6 Hartford Whalers plead guilty - 1994
Anyone remember this one?
March 25, 1994|By Jeff Jacobs; Courant Staff Writer
BUFFALO, N.Y. - — Six Whalers were ordered to each serve 20 hours of community service Thursday after pleading guilty to reduced charges in Buffalo City Court following an early - morning brawl at a downtown nightclub.
Following plea negotiations between Erie District Attorney Kevin Dillon and attorney Nicholas P. Amigone III, team captain Pat Verbeek, 29, Chris Pronger, 19, Todd Harkins, 25, Marc Potvin, 27, and Mark Janssens, 25, each pleaded guilty to one count of trespassing. Geoff Sanderson, 22, pleaded guilty to two counts of trespassing.

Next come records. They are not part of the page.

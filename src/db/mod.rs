// SPDX-License-Identifier: MIT
// Copyright 2026 Roland Dreier <roland@rolandd.dev>

//! Database layer (SQLite).

pub mod store;

pub use store::{Record, SaveOutcome, Store};

/// Table names as constants.
pub mod tables {
    pub const ACTIVITY: &str = "activity";
    pub const ROUTE: &str = "route";
}

/// Embedded schema, applied on every open.
pub(crate) const SCHEMA: &[&str] = &[
    r#"
    CREATE TABLE IF NOT EXISTS activity (
        id INTEGER PRIMARY KEY NOT NULL,
        name TEXT NOT NULL,
        distance REAL NOT NULL,
        moving_time REAL NOT NULL,
        elapsed_time REAL NOT NULL,
        total_elevation_gain REAL NOT NULL,
        "type" TEXT NOT NULL,
        start_date TEXT NOT NULL,
        start_date_local TEXT NOT NULL,
        timezone TEXT NOT NULL
    )
    "#,
    r#"
    CREATE TABLE IF NOT EXISTS route (
        id INTEGER PRIMARY KEY NOT NULL,
        athlete_id INTEGER NOT NULL,
        description TEXT,
        distance REAL NOT NULL,
        elevation_gain REAL NOT NULL,
        id_str TEXT NOT NULL,
        map_id TEXT NOT NULL,
        map_polyline TEXT NOT NULL,
        name TEXT NOT NULL,
        private INTEGER NOT NULL,
        resource_state INTEGER NOT NULL,
        starred INTEGER NOT NULL,
        sub_type INTEGER NOT NULL,
        created_at TEXT NOT NULL,
        updated_at TEXT NOT NULL,
        timestamp INTEGER NOT NULL,
        "type" INTEGER NOT NULL,
        estimated_moving_time INTEGER NOT NULL,
        waypoints TEXT NOT NULL,
        segments TEXT NOT NULL
    )
    "#,
];
// SPDX-License-Identifier: MIT
// Copyright 2026 Roland Dreier <roland@rolandd.dev>

//! Export the athlete's activities from Strava into the local database.

use strava_archiver::{
    config::Config,
    init_logging,
    services::{self, SyncTarget},
};

#[tokio::main]
async fn main() {
    init_logging();

    let config = match Config::from_env() {
        Ok(config) => config,
        Err(e) => {
            tracing::error!(error = %e, "An error occurred");
            return;
        }
    };

    services::run(&config, SyncTarget::Activities).await;
}
// SPDX-License-Identifier: MIT
// Copyright 2026 Roland Dreier <roland@rolandd.dev>

//! Password gate for the greeting endpoint.

use crate::AppState;
use axum::{
    extract::{Request, State},
    http::{header, StatusCode},
    middleware::Next,
    response::{IntoResponse, Response},
    Json,
};
use std::sync::Arc;
use subtle::ConstantTimeEq;

/// Alternative header carrying the password.
pub const API_KEY_HEADER: &str = "x-api-key";

/// Middleware that requires the configured password.
///
/// Accepts `Authorization: Bearer <password>` or `x-api-key: <password>`.
pub async fn require_password(
    State(state): State<Arc<AppState>>,
    request: Request,
    next: Next,
) -> Response {
    let headers = request.headers();
    let provided = headers
        .get(header::AUTHORIZATION)
        .and_then(|h| h.to_str().ok())
        .and_then(|h| h.strip_prefix("Bearer "))
        .or_else(|| headers.get(API_KEY_HEADER).and_then(|h| h.to_str().ok()));

    let authorized = provided.is_some_and(|p| constant_time_compare(p, &state.password));

    if authorized {
        return next.run(request).await;
    }

    (
        StatusCode::UNAUTHORIZED,
        Json(serde_json::json!({ "error": "unauthorized" })),
    )
        .into_response()
}

/// Constant-time string comparison.
fn constant_time_compare(a: &str, b: &str) -> bool {
    a.as_bytes().ct_eq(b.as_bytes()).into()
}

#[cfg(test)]
mod tests {
    use super::*;

    #[test]
    fn test_constant_time_compare() {
        assert!(constant_time_compare("hunter2", "hunter2"));
        assert!(!constant_time_compare("hunter2", "hunter3"));
        assert!(!constant_time_compare("short", "much-longer-password"));
        assert!(!constant_time_compare("", "not-empty"));
    }
}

Assistant coach Kevin McCarthy, 36, also was involved in the altercation at Network, a nightclub owned by Bills quarterback Jim Kelly, and the adjacent Main Place Mall. Not sent to jail with the players, McCarthy was given a March 31 appearance ticket on a second - degree harassment charge after he ``subjected officers to physical contact while officers were investigating a fight,'' according to the arrest report. Amigone, a friend of coach Pierre McGuire's who was hired by the Whalers, was trying to get McCarthy a court date for this morning.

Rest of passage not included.